• Task item
Only these lines are needed: the first line of the entries below through the line with "a single style.", each returned exactly.

====

//! Styled text: a run of spans whose style never counts toward its width.

use std::fmt;

use ratatui::style::Style;
use ratatui::text::{Line, Span};

use crate::runeutil::{char_width, display_width, parse_ansi};

/// A string made of styled spans.
///
/// Styles live beside the text rather than inside it, so
/// [`visible_length`](StyledText::visible_length) is always the number of
/// terminal columns the text occupies. Strings carrying embedded SGR escape
/// sequences are parsed into spans on conversion, which keeps that markup out
/// of the count as well.
///
/// # Example
///
/// ```
/// use ratatui::style::{Color, Style};
/// use tabula_core::text::StyledText;
///
/// let price = StyledText::raw("2.4").style(Style::default().fg(Color::Red));
/// assert_eq!(price.visible_length(), 3);
/// assert_eq!(price.plain(), "2.4");
/// ```
#[derive(Debug, Clone, Default, PartialEq, Eq)]
pub struct StyledText {
    spans: Vec<Span<'static>>,
}

impl StyledText {
    /// Empty text.
    pub fn new() -> Self {
        Self::default()
    }

    /// Text taken verbatim, without parsing escape sequences.
    pub fn raw(s: impl Into<String>) -> Self {
        Self::styled(s, Style::default())
    }

    /// Text with a single style.
    pub fn styled(s: impl Into<String>, style: Style) -> Self {
        let s = s.into();
        if s.is_empty() {
            return Self::new();
        }
        Self {
            spans: vec![Span::styled(s, style)],
        }
    }

    /// Parse `s`, turning embedded SGR sequences into span styles.
    pub fn from_ansi(s: &str) -> Self {
        Self::from_spans(parse_ansi(s))
    }

    /// Build from existing spans. Empty spans are discarded.
    pub fn from_spans(spans: impl IntoIterator<Item = Span<'static>>) -> Self {
        Self {
            spans: spans.into_iter().filter(|s| !s.content.is_empty()).collect(),
        }
    }

    /// The spans making up this text.
    pub fn spans(&self) -> &[Span<'static>] {
        &self.spans
    }

    /// Return a copy of this text with `style` as its base.
    ///
    /// Each span keeps whatever its own style sets; `style` only fills in the
    /// fields a span leaves unset. Styling a highlighted cell with a stripe
    /// therefore leaves the highlight visible.
    pub fn style(&self, style: Style) -> Self {
        Self {
            spans: self
                .spans
                .iter()
                .map(|span| Span::styled(span.content.clone(), style.patch(span.style)))
                .collect(),
        }
    }

    /// Append a styled fragment.
    pub fn push_str(&mut self, s: impl Into<String>, style: Style) {
        let s = s.into();
        if !s.is_empty() {
            self.spans.push(Span::styled(s, style));
        }
    }

    /// Append a span as is.
    pub fn push_span(&mut self, span: Span<'static>) {
        if !span.content.is_empty() {
            self.spans.push(span);
        }
    }

    /// Append all spans of `other`.
    pub fn append(&mut self, other: &StyledText) {
        self.spans.extend(other.spans.iter().cloned());
    }

    /// Concatenate two texts into a new one.
    pub fn concat(&self, other: &StyledText) -> Self {
        let mut out = self.clone();
        out.append(other);
        out
    }

    /// Number of terminal columns the text occupies.
    pub fn visible_length(&self) -> usize {
        self.spans.iter().map(|s| display_width(&s.content)).sum()
    }

    /// Whether there is no content at all.
    pub fn is_empty(&self) -> bool {
        self.spans.is_empty()
    }

    /// The content without any style.
    pub fn plain(&self) -> String {
        self.spans.iter().map(|s| s.content.as_ref()).collect()
    }

    /// Convert into a ratatui [`Line`] for painting.
    pub fn to_line(&self) -> Line<'static> {
        Line::from(self.spans.clone())
    }

    /// Word-wrap into display lines no wider than `width` columns.
    ///
    /// Lines break after the last whitespace that fits; the whole run of
    /// whitespace at a break is dropped. Words wider than `width` are split hard. A `'\n'`
    /// always ends a line. The iterator is lazy and recomputed from the text
    /// each time `wrap` is called.
    pub fn wrap(&self, width: u16) -> WrappedLines {
        let glyphs = self
            .spans
            .iter()
            .flat_map(|span| span.content.chars().map(move |c| (c, span.style)))
            .collect();
        WrappedLines {
            glyphs,
            pos: 0,
            width: width as usize,
        }
    }
}

impl fmt::Display for StyledText {
    fn fmt(&self, f: &mut fmt::Formatter<'_>) -> fmt::Result {
        for span in &self.spans {
            f.write_str(&span.content)?;
        }
        Ok(())
    }
}

impl From<&str> for StyledText {
    fn from(s: &str) -> Self {
        Self::from_ansi(s)
    }
}

impl From<String> for StyledText {
    fn from(s: String) -> Self {
        Self::from_ansi(&s)
    }
}

impl From<&String> for StyledText {
    fn from(s: &String) -> Self {
        Self::from_ansi(s)
    }
}

impl From<Span<'static>> for StyledText {
    fn from(span: Span<'static>) -> Self {
        Self::from_spans([span])
    }
}

macro_rules! impl_from_display {
    ($($t:ty),*) => {
        $(
            impl From<$t> for StyledText {
                fn from(value: $t) -> Self {
                    Self::raw(value.to_string())
                }
            }
        )*
    };
}

impl_from_display!(
    i8, i16, i32, i64, i128, isize, u8, u16, u32, u64, u128, usize, f32, f64, char, bool
);

/// Lazy iterator over the wrapped lines of a [`StyledText`].
///
/// Created by [`StyledText::wrap`].
#[derive(Debug, Clone)]
pub struct WrappedLines {
    glyphs: Vec<(char, Style)>,
    pos: usize,
    width: usize,
}

impl WrappedLines {
    /// Find where the line starting at `self.pos` ends.
    ///
    /// Returns `(end, next)`: the line covers `pos..end` and the following
    /// line starts at `next`.
    fn next_break(&self) -> (usize, usize) {
        let start = self.pos;
        let mut used = 0;
        let mut last_space: Option<usize> = None;
        let mut i = start;

        while i < self.glyphs.len() {
            let (c, _) = self.glyphs[i];
            if c == '\n' {
                return (i, i + 1);
            }
            let w = char_width(c);
            if used + w > self.width {
                if c.is_whitespace() {
                    return self.soft_break(i, i + 1);
                }
                return match last_space {
                    Some(space) => self.soft_break(space, space + 1),
                    // A single glyph wider than the line still has to go somewhere.
                    None if i == start => (i + 1, i + 1),
                    None => (i, i),
                };
            }
            if c.is_whitespace() {
                last_space = Some(i);
            }
            used += w;
            i += 1;
        }
        (self.glyphs.len(), self.glyphs.len())
    }

    /// Widen a break at whitespace to the whole run around it, so neither
    /// line keeps any of it. A newline ends the run and still breaks.
    fn soft_break(&self, mut end: usize, mut next: usize) -> (usize, usize) {
        while end > self.pos && self.is_blank(end - 1) {
            end -= 1;
        }
        while next < self.glyphs.len() && self.is_blank(next) {
            next += 1;
        }
        (end, next)
    }

    fn is_blank(&self, i: usize) -> bool {
        let c = self.glyphs[i].0;
        c != '\n' && c.is_whitespace()
    }
}

impl Iterator for WrappedLines {
    type Item = StyledText;

    fn next(&mut self) -> Option<StyledText> {
        if self.width == 0 || self.pos >= self.glyphs.len() {
            return None;
        }
        let (end, next) = self.next_break();
        let mut line = StyledText::new();
        let mut run = String::new();
        let mut run_style = None;
        for &(c, style) in &self.glyphs[self.pos..end] {
            if run_style.is_some_and(|s| s != style) {
                line.push_str(std::mem::take(&mut run), run_style.unwrap_or_default());
            }
            run_style = Some(style);
            run.push(c);
        }
        if let Some(style) = run_style {
            line.push_span(Span::styled(run, style));
        }
        self.pos = next;
        Some(line)
    }
}

#[cfg(test)]
mod tests {
    use super::*;
    use ratatui::style::{Color, Modifier};

    fn plain_lines(text: &StyledText, width: u16) -> Vec<String> {
        text.wrap(width).map(|l| l.plain()).collect()
    }

    #[test]
    fn visible_length_ignores_style() {
        let t = StyledText::styled("abc", Style::default().add_modifier(Modifier::BOLD));
        assert_eq!(t.visible_length(), 3);
    }

    #[test]
    fn from_str_strips_embedded_markup() {
        let t = StyledText::from("\x1b[31m2.4\x1b[0m");
        assert_eq!(t.visible_length(), 3);
        assert_eq!(t.plain(), "2.4");
        assert_eq!(t.spans()[0].style.fg, Some(Color::Red));
    }

    #[test]
    fn numbers_are_stringified() {
        assert_eq!(StyledText::from(17.9).plain(), "17.9");
        assert_eq!(StyledText::from(25).plain(), "25");
    }

    #[test]
    fn style_is_non_destructive() {
        let t = StyledText::raw("x");
        let styled = t.style(Style::default().bg(Color::Blue));
        assert_eq!(t.spans()[0].style, Style::default());
        assert_eq!(styled.spans()[0].style.bg, Some(Color::Blue));
    }

    #[test]
    fn style_keeps_inner_fields() {
        let inner = StyledText::styled("x", Style::default().bg(Color::Gray));
        let outer = inner.style(Style::default().bg(Color::Black).fg(Color::White));
        assert_eq!(outer.spans()[0].style.bg, Some(Color::Gray));
        assert_eq!(outer.spans()[0].style.fg, Some(Color::White));
    }

    #[test]
    fn wrap_breaks_at_whitespace() {
        let t = StyledText::raw("the quick brown fox");
        assert_eq!(plain_lines(&t, 10), vec!["the quick", "brown fox"]);
    }

    #[test]
    fn wrap_splits_long_words() {
        let t = StyledText::raw("abcdefghij");
        assert_eq!(plain_lines(&t, 4), vec!["abcd", "efgh", "ij"]);
    }

    #[test]
    fn wrap_honours_newlines() {
        let t = StyledText::raw("ab\ncd");
        assert_eq!(plain_lines(&t, 10), vec!["ab", "cd"]);
    }

    #[test]
    fn wrap_consumes_whitespace_run() {
        let t = StyledText::raw("> ab   cd\u{2588}");
        assert_eq!(plain_lines(&t, 5), vec!["> ab", "cd\u{2588}"]);
        let t = StyledText::raw("one  two   three");
        assert_eq!(plain_lines(&t, 4), vec!["one", "two", "thre", "e"]);
    }

    #[test]
    fn wrap_whitespace_run_stops_at_newline() {
        let t = StyledText::raw("ab  \ncd");
        assert_eq!(plain_lines(&t, 3), vec!["ab", "", "cd"]);
    }

    #[test]
    fn wrap_exact_fit_is_one_line() {
        let t = StyledText::raw("abcd");
        assert_eq!(plain_lines(&t, 4), vec!["abcd"]);
    }

    #[test]
    fn wrap_empty_or_zero_width_yields_nothing() {
        assert_eq!(StyledText::new().wrap(10).count(), 0);
        assert_eq!(StyledText::raw("abc").wrap(0).count(), 0);
    }

    #[test]
    fn wrap_preserves_styles_across_lines() {
        let red = Style::default().fg(Color::Red);
        let mut t = StyledText::raw("> ");
        t.push_str("hello world", red);
        let lines: Vec<StyledText> = t.wrap(8).collect();
        assert_eq!(lines.len(), 2);
        assert_eq!(lines[0].plain(), "> hello");
        assert_eq!(lines[0].spans()[1].style, red);
        assert_eq!(lines[1].plain(), "world");
        assert_eq!(lines[1].spans()[0].style, red);
    }

    #[test]
    fn wrap_is_restartable() {
        let t = StyledText::raw("one two three");
        assert_eq!(t.wrap(5).count(), t.wrap(5).count());
    }
}
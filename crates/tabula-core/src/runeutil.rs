//! Text measurement and ANSI markup utilities.
//!
//! Provides functions for calculating the display width of text and for
//! parsing embedded SGR escape sequences into styled ratatui spans.

use ratatui::style::{Color, Modifier, Style};
use ratatui::text::Span;
use unicode_width::{UnicodeWidthChar, UnicodeWidthStr};

const ESC: char = '\x1b';

/// Calculate the display width of a single character.
///
/// Wide (CJK, fullwidth) characters count as 2 columns, control characters
/// and zero-width marks as 0.
pub fn char_width(c: char) -> usize {
    if c.is_control() {
        return 0;
    }
    c.width().unwrap_or(0)
}

/// Calculate the display width of a string that contains no markup.
pub fn display_width(s: &str) -> usize {
    if s.chars().any(char::is_control) {
        return s.chars().map(char_width).sum();
    }
    s.width()
}

/// Map a standard ANSI color offset (0-7) to a ratatui `Color`.
fn ansi_color(offset: u16) -> Option<Color> {
    match offset {
        0 => Some(Color::Black),
        1 => Some(Color::Red),
        2 => Some(Color::Green),
        3 => Some(Color::Yellow),
        4 => Some(Color::Blue),
        5 => Some(Color::Magenta),
        6 => Some(Color::Cyan),
        7 => Some(Color::Gray),
        _ => None,
    }
}

/// Map a bright ANSI color offset (0-7) to a ratatui `Color`.
fn ansi_bright_color(offset: u16) -> Option<Color> {
    match offset {
        0 => Some(Color::DarkGray),
        1 => Some(Color::LightRed),
        2 => Some(Color::LightGreen),
        3 => Some(Color::LightYellow),
        4 => Some(Color::LightBlue),
        5 => Some(Color::LightMagenta),
        6 => Some(Color::LightCyan),
        7 => Some(Color::White),
        _ => None,
    }
}

/// Read an extended color (`5;N` or `2;R;G;B`) starting at `codes[i]`.
///
/// Returns the color and the number of parameters consumed.
fn extended_color(codes: &[u16]) -> Option<(Color, usize)> {
    match codes {
        [5, n, ..] => Some((Color::Indexed(*n as u8), 2)),
        [2, r, g, b, ..] => Some((Color::Rgb(*r as u8, *g as u8, *b as u8), 4)),
        _ => None,
    }
}

/// Apply a sequence of SGR parameter codes to a `Style`.
fn apply_sgr_codes(codes: &[u16], style: &mut Style) {
    let mut i = 0;
    while i < codes.len() {
        let code = codes[i];
        match code {
            0 => *style = Style::default(),
            1 => *style = style.add_modifier(Modifier::BOLD),
            2 => *style = style.add_modifier(Modifier::DIM),
            3 => *style = style.add_modifier(Modifier::ITALIC),
            4 => *style = style.add_modifier(Modifier::UNDERLINED),
            5 => *style = style.add_modifier(Modifier::SLOW_BLINK),
            7 => *style = style.add_modifier(Modifier::REVERSED),
            22 => *style = style.remove_modifier(Modifier::BOLD | Modifier::DIM),
            23 => *style = style.remove_modifier(Modifier::ITALIC),
            24 => *style = style.remove_modifier(Modifier::UNDERLINED),
            25 => *style = style.remove_modifier(Modifier::SLOW_BLINK),
            27 => *style = style.remove_modifier(Modifier::REVERSED),
            30..=37 => {
                if let Some(c) = ansi_color(code - 30) {
                    *style = style.fg(c);
                }
            }
            39 => *style = style.fg(Color::Reset),
            40..=47 => {
                if let Some(c) = ansi_color(code - 40) {
                    *style = style.bg(c);
                }
            }
            49 => *style = style.bg(Color::Reset),
            90..=97 => {
                if let Some(c) = ansi_bright_color(code - 90) {
                    *style = style.fg(c);
                }
            }
            100..=107 => {
                if let Some(c) = ansi_bright_color(code - 100) {
                    *style = style.bg(c);
                }
            }
            38 | 48 => {
                if let Some((color, used)) = extended_color(&codes[i + 1..]) {
                    *style = if code == 38 {
                        style.fg(color)
                    } else {
                        style.bg(color)
                    };
                    i += used;
                }
            }
            _ => {}
        }
        i += 1;
    }
}

/// Parse a string containing ANSI SGR escape sequences into styled spans.
///
/// The markup itself never reaches the spans, so the summed span width is the
/// visible width of `s`. Non-SGR CSI sequences and lone escapes are dropped.
/// Newlines are kept as content.
pub fn parse_ansi(s: &str) -> Vec<Span<'static>> {
    if !s.contains(ESC) {
        return vec![Span::raw(s.to_string())];
    }

    let mut spans: Vec<Span<'static>> = Vec::new();
    let mut current_style = Style::default();
    let mut buf = String::new();
    let mut chars = s.chars().peekable();

    while let Some(c) = chars.next() {
        if c != ESC {
            buf.push(c);
            continue;
        }
        if chars.peek() != Some(&'[') {
            // Lone ESC: skip it and the byte it was introducing.
            chars.next();
            continue;
        }
        chars.next();

        let mut param_str = String::new();
        let mut final_byte = None;
        for pc in chars.by_ref() {
            if ('\x40'..='\x7e').contains(&pc) {
                final_byte = Some(pc);
                break;
            }
            param_str.push(pc);
        }

        if final_byte != Some('m') {
            continue;
        }
        if !buf.is_empty() {
            spans.push(Span::styled(std::mem::take(&mut buf), current_style));
        }
        let codes: Vec<u16> = if param_str.is_empty() {
            vec![0] // ESC[m is ESC[0m
        } else {
            param_str
                .split(';')
                .map(|p| p.parse::<u16>().unwrap_or(0))
                .collect()
        };
        apply_sgr_codes(&codes, &mut current_style);
    }

    if !buf.is_empty() {
        spans.push(Span::styled(buf, current_style));
    }
    spans
}
//! Column layout: resolving column widths against a region.

use tabula_core::region::Region;

/// Width of one column in a table layout.
#[derive(Debug, Clone, Copy, PartialEq, Eq)]
pub enum ColumnWidth {
    /// Exactly this many columns.
    Fixed(u16),
    /// Whatever is left of the container after every fixed column.
    ///
    /// Only the first `Remainder` in a layout gets that space; any
    /// later one resolves to zero.
    Remainder,
}

impl From<u16> for ColumnWidth {
    fn from(width: u16) -> Self {
        ColumnWidth::Fixed(width)
    }
}

impl From<Option<u16>> for ColumnWidth {
    fn from(width: Option<u16>) -> Self {
        width.map_or(ColumnWidth::Remainder, ColumnWidth::Fixed)
    }
}

/// Resolve `columns` against a container `container_width` columns wide.
///
/// Columns are placed left to right. The first one that would cross the
/// container's right edge ends the layout: it and everything after it are
/// dropped.
///
/// # Example
///
/// ```
/// use tabula_widgets::layout::{resolve_widths, ColumnWidth};
///
/// let columns = [ColumnWidth::Remainder, ColumnWidth::Fixed(6), ColumnWidth::Fixed(6)];
/// assert_eq!(resolve_widths(40, &columns), vec![28, 6, 6]);
/// assert_eq!(resolve_widths(10, &columns), vec![0, 6]);
/// ```
pub fn resolve_widths(container_width: u16, columns: &[ColumnWidth]) -> Vec<u16> {
    let fixed: u32 = columns
        .iter()
        .map(|w| match w {
            ColumnWidth::Fixed(n) => u32::from(*n),
            ColumnWidth::Remainder => 0,
        })
        .sum();
    let mut remaining = u32::from(container_width).saturating_sub(fixed) as u16;

    let mut widths = Vec::with_capacity(columns.len());
    let mut used: u32 = 0;
    for entry in columns {
        let width = match entry {
            ColumnWidth::Fixed(n) => *n,
            ColumnWidth::Remainder => std::mem::take(&mut remaining),
        };
        if used + u32::from(width) > u32::from(container_width) {
            log::debug!(
                "dropping {} of {} columns: {container_width} columns available",
                columns.len() - widths.len(),
                columns.len()
            );
            break;
        }
        used += u32::from(width);
        widths.push(width);
    }
    widths
}

/// Column regions carved out of a container, plus an optional header strip.
///
/// The header, when requested, is the container's top row split by the same
/// widths as the body below it.
pub struct ColumnLayout<R: Region> {
    widths: Vec<u16>,
    columns: Vec<R>,
    header: Option<Vec<R>>,
}

impl<R: Region> ColumnLayout<R> {
    /// Lay `container` out according to `columns`.
    pub fn new(container: &R, columns: &[ColumnWidth], with_header: bool) -> Self {
        let widths = resolve_widths(container.width(), columns);
        let (header, body) = if with_header {
            let (top, rest) = container.split_off_top(1);
            (Some(top.split_into_columns(&widths)), rest)
        } else {
            let (_, all) = container.split_off_top(0);
            (None, all)
        };
        let columns = body.split_into_columns(&widths);
        Self {
            widths,
            columns,
            header,
        }
    }

    /// The resolved width of every column.
    pub fn widths(&self) -> &[u16] {
        &self.widths
    }

    /// The body column regions.
    pub fn columns(&self) -> &[R] {
        &self.columns
    }

    /// The header column regions, if a header was requested.
    pub fn header(&self) -> Option<&[R]> {
        self.header.as_deref()
    }

    /// Take the body and header regions apart.
    pub fn into_parts(self) -> (Vec<R>, Option<Vec<R>>) {
        (self.columns, self.header)
    }
}

#[cfg(test)]
mod tests {
    use super::*;
    use crate::layout::ColumnWidth::{Fixed, Remainder};
    use ratatui::layout::Rect;
    use tabula_core::testing::RecordingRegion;

    #[test]
    fn remainder_takes_leftover_width() {
        assert_eq!(resolve_widths(40, &[Remainder, Fixed(6), Fixed(6)]), vec![28, 6, 6]);
        assert_eq!(resolve_widths(40, &[Fixed(10), Remainder]), vec![10, 30]);
    }

    #[test]
    fn fixed_only_keeps_what_fits() {
        assert_eq!(resolve_widths(20, &[Fixed(8), Fixed(8), Fixed(8)]), vec![8, 8]);
        assert_eq!(resolve_widths(24, &[Fixed(8), Fixed(8), Fixed(8)]), vec![8, 8, 8]);
    }

    #[test]
    fn truncation_drops_everything_after_first_misfit() {
        assert_eq!(resolve_widths(10, &[Fixed(4), Fixed(8), Fixed(2)]), vec![4]);
    }

    #[test]
    fn second_remainder_gets_nothing() {
        assert_eq!(resolve_widths(20, &[Remainder, Fixed(4), Remainder]), vec![16, 4, 0]);
    }

    #[test]
    fn no_columns() {
        assert!(resolve_widths(20, &[]).is_empty());
    }

    #[test]
    fn option_conversion() {
        assert_eq!(ColumnWidth::from(None), Remainder);
        assert_eq!(ColumnWidth::from(Some(6)), Fixed(6));
    }

    #[test]
    fn layout_without_header_spans_full_height() {
        let container = RecordingRegion::new(Rect::new(0, 0, 40, 10));
        let layout = ColumnLayout::new(&container, &[Remainder, Fixed(6), Fixed(6)], false);
        let areas: Vec<Rect> = layout.columns().iter().map(|c| c.area()).collect();
        assert_eq!(
            areas,
            vec![
                Rect::new(0, 0, 28, 10),
                Rect::new(28, 0, 6, 10),
                Rect::new(34, 0, 6, 10),
            ]
        );
        assert!(layout.header().is_none());
    }

    #[test]
    fn layout_with_header_carves_top_row() {
        let container = RecordingRegion::new(Rect::new(0, 0, 40, 10));
        let layout = ColumnLayout::new(&container, &[Remainder, Fixed(6), Fixed(6)], true);
        let header: Vec<Rect> = layout.header().unwrap().iter().map(|c| c.area()).collect();
        let body: Vec<Rect> = layout.columns().iter().map(|c| c.area()).collect();
        assert_eq!(
            header,
            vec![
                Rect::new(0, 0, 28, 1),
                Rect::new(28, 0, 6, 1),
                Rect::new(34, 0, 6, 1),
            ]
        );
        assert_eq!(
            body,
            vec![
                Rect::new(0, 1, 28, 9),
                Rect::new(28, 1, 6, 9),
                Rect::new(34, 1, 6, 9),
            ]
        );
    }

    #[test]
    fn layout_drops_columns_that_do_not_fit() {
        let container = RecordingRegion::new(Rect::new(0, 0, 10, 3));
        let layout = ColumnLayout::new(&container, &[Fixed(6), Fixed(6)], false);
        assert_eq!(layout.columns().len(), 1);
        assert_eq!(layout.widths(), &[6]);
    }
}
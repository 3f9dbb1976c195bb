//! Terminal setup and teardown for interactive use.

use std::io::{stdout, Write};

use crossterm::execute;
use crossterm::terminal::{
    disable_raw_mode, enable_raw_mode, EnterAlternateScreen, LeaveAlternateScreen,
};

use crate::error::ScreenError;

/// Configuration options for a [`TerminalSession`].
///
/// Use struct update syntax to override only the options you need:
///
/// ```rust,ignore
/// let opts = SessionOptions {
///     alt_screen: false,
///     ..SessionOptions::default()
/// };
/// ```
#[derive(Debug, Clone)]
pub struct SessionOptions {
    /// Switch to the alternate screen (default: true).
    pub alt_screen: bool,
    /// Restore the terminal before a panic message is printed (default: true).
    pub catch_panics: bool,
}

impl Default for SessionOptions {
    fn default() -> Self {
        Self {
            alt_screen: true,
            catch_panics: true,
        }
    }
}

/// Puts the terminal into raw mode for as long as it lives.
///
/// Dropping the session disables raw mode, leaves the alternate screen and
/// shows the cursor, whatever state widgets left it in.
#[derive(Debug)]
pub struct TerminalSession {
    options: SessionOptions,
}

impl TerminalSession {
    /// Enter raw mode with default options.
    pub fn start() -> Result<Self, ScreenError> {
        Self::with_options(SessionOptions::default())
    }

    /// Enter raw mode with the given options.
    pub fn with_options(options: SessionOptions) -> Result<Self, ScreenError> {
        // Install panic hook that restores terminal (only once to avoid stacking)
        if options.catch_panics {
            use std::sync::Once;
            static HOOK_INSTALLED: Once = Once::new();
            let alt_screen = options.alt_screen;
            HOOK_INSTALLED.call_once(|| {
                let original_hook = std::panic::take_hook();
                std::panic::set_hook(Box::new(move |info| {
                    let _ = restore_terminal(alt_screen);
                    original_hook(info);
                }));
            });
        }

        enable_raw_mode()?;
        if options.alt_screen {
            execute!(stdout(), EnterAlternateScreen)?;
        }
        log::debug!("terminal session started (alt_screen: {})", options.alt_screen);
        Ok(Self { options })
    }
}

impl Drop for TerminalSession {
    fn drop(&mut self) {
        if let Err(e) = restore_terminal(self.options.alt_screen) {
            log::warn!("failed to restore terminal: {e}");
        }
    }
}

fn restore_terminal(alt_screen: bool) -> Result<(), std::io::Error> {
    // Use best-effort cleanup: continue even if individual steps fail,
    // so we restore as much terminal state as possible.
    let r1 = disable_raw_mode();
    let mut writer = stdout();
    execute!(writer, crossterm::cursor::Show).ok();
    if alt_screen {
        execute!(writer, LeaveAlternateScreen).ok();
    }
    writer.flush().ok();
    r1
}

/// Open a log file for debugging terminal applications.
///
/// The screen belongs to the UI, so log output has to go elsewhere. The file
/// is opened in append mode; hand it to a logger such as `env_logger`'s
/// `Target::Pipe`.
///
/// # Example
///
/// ```no_run
/// use std::io::Write;
/// use tabula_core::session::log_to_file;
///
/// let mut f = log_to_file("debug.log").unwrap();
/// writeln!(f, "debug message").unwrap();
/// ```
pub fn log_to_file(path: impl AsRef<std::path::Path>) -> Result<std::fs::File, std::io::Error> {
    std::fs::OpenOptions::new()
        .create(true)
        .append(true)
        .open(path)
}

#[cfg(test)]
mod tests {
    use super::*;

    #[test]
    fn default_options() {
        let opts = SessionOptions::default();
        assert!(opts.alt_screen);
        assert!(opts.catch_panics);
    }

    #[test]
    fn log_to_file_appends() {
        let path = std::env::temp_dir().join(format!("tabula-log-{}.log", std::process::id()));
        {
            let mut f = log_to_file(&path).unwrap();
            writeln!(f, "one").unwrap();
        }
        {
            let mut f = log_to_file(&path).unwrap();
            writeln!(f, "two").unwrap();
        }
        let content = std::fs::read_to_string(&path).unwrap();
        std::fs::remove_file(&path).ok();
        assert_eq!(content, "one\ntwo\n");
    }
}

====

• Task output
//! Styled text: a run of spans whose style never counts toward its width.

use std::fmt;

use ratatui::style::Style;
use ratatui::text::{Line, Span};

use crate::runeutil::{char_width, display_width, parse_ansi};

/// A string made of styled spans.
///
/// Styles live beside the text rather than inside it, so
/// [`visible_length`](StyledText::visible_length) is always the number of
/// terminal columns the text occupies. Strings carrying embedded SGR escape
/// sequences are parsed into spans on conversion, which keeps that markup out
/// of the count as well.
///
/// # Example
///
/// ```
/// use ratatui::style::{Color, Style};
/// use tabula_core::text::StyledText;
///
/// let price = StyledText::raw("2.4").style(Style::default().fg(Color::Red));
/// assert_eq!(price.visible_length(), 3);
/// assert_eq!(price.plain(), "2.4");
/// ```
#[derive(Debug, Clone, Default, PartialEq, Eq)]
pub struct StyledText {
    spans: Vec<Span<'static>>,
}

impl StyledText {
    /// Empty text.
    pub fn new() -> Self {
        Self::default()
    }

    /// Text taken verbatim, without parsing escape sequences.
    pub fn raw(s: impl Into<String>) -> Self {
        Self::styled(s, Style::default())
    }

    /// Text with a single style.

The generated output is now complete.